My second editor was the closest thing I’ve had to a mentor. He embraced the responsibility that came with tutoring naïve, eager-eyed Larry in the ways of journamalismness. He was not
able, unfortunately, to embrace the responsibility that comes with being a reliable employee or human being.
He had me tell our boss that he was telecommuting so often that
“telecommuting” became office code for “too fucked up to work.” He asked me to buy him some time for a in-person meeting scheduled to commence 30 minutes later in Baltimore; he
made this request from a hotel room in Jersey City. One of our last contacts, such as it was, came when his wife left a message on my voice mail, inquiring about his whereabouts. He’d told her
that we were meeting for dinner; I hadn’t seen or heard from him in at least a year.
I loved the guy - I still do - and recognize that he suffered from a profound illness, one which he
has overcome. But when I think about the lessons he conveyed, I focus less on the diligence in sourcing and the scourge of overenthusiastic punctuation than I do on, say, making sure the guy in
Washington Square from whom you buy your weed isn’t an undercover cop. He was the Michael Jordan of What Not To Do.
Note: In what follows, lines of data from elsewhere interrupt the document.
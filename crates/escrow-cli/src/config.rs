//! # CLI Configuration
//!
//! Optional YAML configuration for the `escrow` binary. Resolution order:
//! the global `--config` flag, then `escrow.yaml` in the working directory,
//! then built-in defaults. A global `--state` flag overrides `state_file`.
//!
//! ```yaml
//! state_file: .escrow/escrow.json
//! opening_balances:
//!   "5f0c1a2e-8d4b-4c1e-9a57-3b2f6d0e1c44": 1000
//! rejecting_parties:
//!   - "b7e2d9f1-0a6c-4e3b-8f15-2c9d4a7e6b10"
//! ```

use std::collections::BTreeMap;
use std::path::{Path, PathBuf};

use anyhow::{Context, Result};
use serde::{Deserialize, Serialize};

use escrow_core::{Amount, PartyId};

/// File looked up in the working directory when `--config` is absent.
pub const DEFAULT_CONFIG_FILE: &str = "escrow.yaml";

/// Where the instance is persisted when neither config nor flag says otherwise.
pub const DEFAULT_STATE_FILE: &str = ".escrow/escrow.json";

/// Settings read from the YAML config file.
#[derive(Debug, Clone, PartialEq, Eq, Serialize, Deserialize)]
#[serde(default, deny_unknown_fields)]
pub struct EscrowConfig {
    /// Path of the JSON state file.
    pub state_file: PathBuf,
    /// Host balances seeded when an escrow is deployed.
    pub opening_balances: BTreeMap<PartyId, Amount>,
    /// Parties whose payouts are refused by the host.
    pub rejecting_parties: Vec<PartyId>,
}

impl Default for EscrowConfig {
    fn default() -> Self {
        Self {
            state_file: PathBuf::from(DEFAULT_STATE_FILE),
            opening_balances: BTreeMap::new(),
            rejecting_parties: Vec::new(),
        }
    }
}

impl EscrowConfig {
    /// Parse a config file.
    pub fn load(path: &Path) -> Result<Self> {
        let content = std::fs::read_to_string(path)
            .with_context(|| format!("reading config: {}", path.display()))?;
        serde_yaml::from_str(&content)
            .with_context(|| format!("invalid YAML in {}", path.display()))
    }

    /// Resolve the effective configuration.
    ///
    /// An explicit path must exist. Without one, `escrow.yaml` in `cwd` is
    /// used if present, else the defaults.
    pub fn resolve(explicit: Option<&Path>, cwd: &Path) -> Result<Self> {
        if let Some(path) = explicit {
            return Self::load(path);
        }
        let fallback = cwd.join(DEFAULT_CONFIG_FILE);
        if fallback.is_file() {
            tracing::debug!(path = %fallback.display(), "using config from working directory");
            return Self::load(&fallback);
        }
        Ok(Self::default())
    }

    /// The state file to operate on, honouring a `--state` override.
    pub fn state_file(&self, state_override: Option<&Path>) -> PathBuf {
        state_override
            .map(Path::to_path_buf)
            .unwrap_or_else(|| self.state_file.clone())
    }
}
Given that I have lived my life without sane professional guidance, I
remain envious of anyone who has enjoyed the benefits of attentive, affectionate-in-a-non-creepy-way mentoring, whether from a higher-up, a teacher or a rodeo clown. I’ve always thought that
such coaching - or counsel, or oversight, or however you want to characterize it - hasn’t received the attention one would think it might. Hey, I’d watch a show in which people I find
interesting discuss the individuals who have guided and supported them along the way. Did Chrissie Hynde have a mentor? How about Tom Perrotta? Otto Porter?
Fortunately, this gaping content
void has been filled by “Back to the Start,” a new mentor-riffic campaign from…
the California Lottery? That can’t be correct. The California Lottery, as I understand it, is a lottery. Let me do a quick check.
Nope, it’s the California Lottery alright. The CA
Lottery folks are proud about the percentage of lottery revenue that goes, without too many strings attached, to public schools in the state. “More money for schools, which educate children, who
are our future” - if you have a problem with this, you probably have a problem with ice cream or low humidity or Tom Hanks.
The thinking behind the campaign appears to be that you can
feel good about dropping a few bucks every week on Daily Derby or Fantasy 5, because the worst-case scenario is that 35 percent or so of your investment will go towards public education. And the best-case
scenario? You’re rich! Stinking rich! And you learn, to your great joy, that you have long-lost cousins, many of whom would like to discuss investment opportunities.
This is insane.
While it sure is noble of California to dedicate a chunk of its lottery revenue to schools (rather than to the salaries of lottery administrators), the bottom line remains that lotteries prey on the poor and desperate. You can dance your way around that any way
you’d like - with a web series about mentoring, perhaps - but the reality can only be measured in degrees of ugliness.
As for the videos themselves, they’re perfectly okay. In one,
the Haim sisters drop in on the teacher (and Larry David sound-alike) who inspired
them. In another, the most recent, Guy Fieri does the same - and comes across as a genuinely decent and gracious guy, his efforts towards
diabetifying the country notwithstanding.
But I personally can’t separate the campaign videos from the reality they attempt to whitewash. That’s not to say that the California
Lottery is an evil entity intent on obfuscating the deviousness of its underlying mission, just that this particular feel-good approach hits me way, way, way wrong. Reasonable minds may disagree.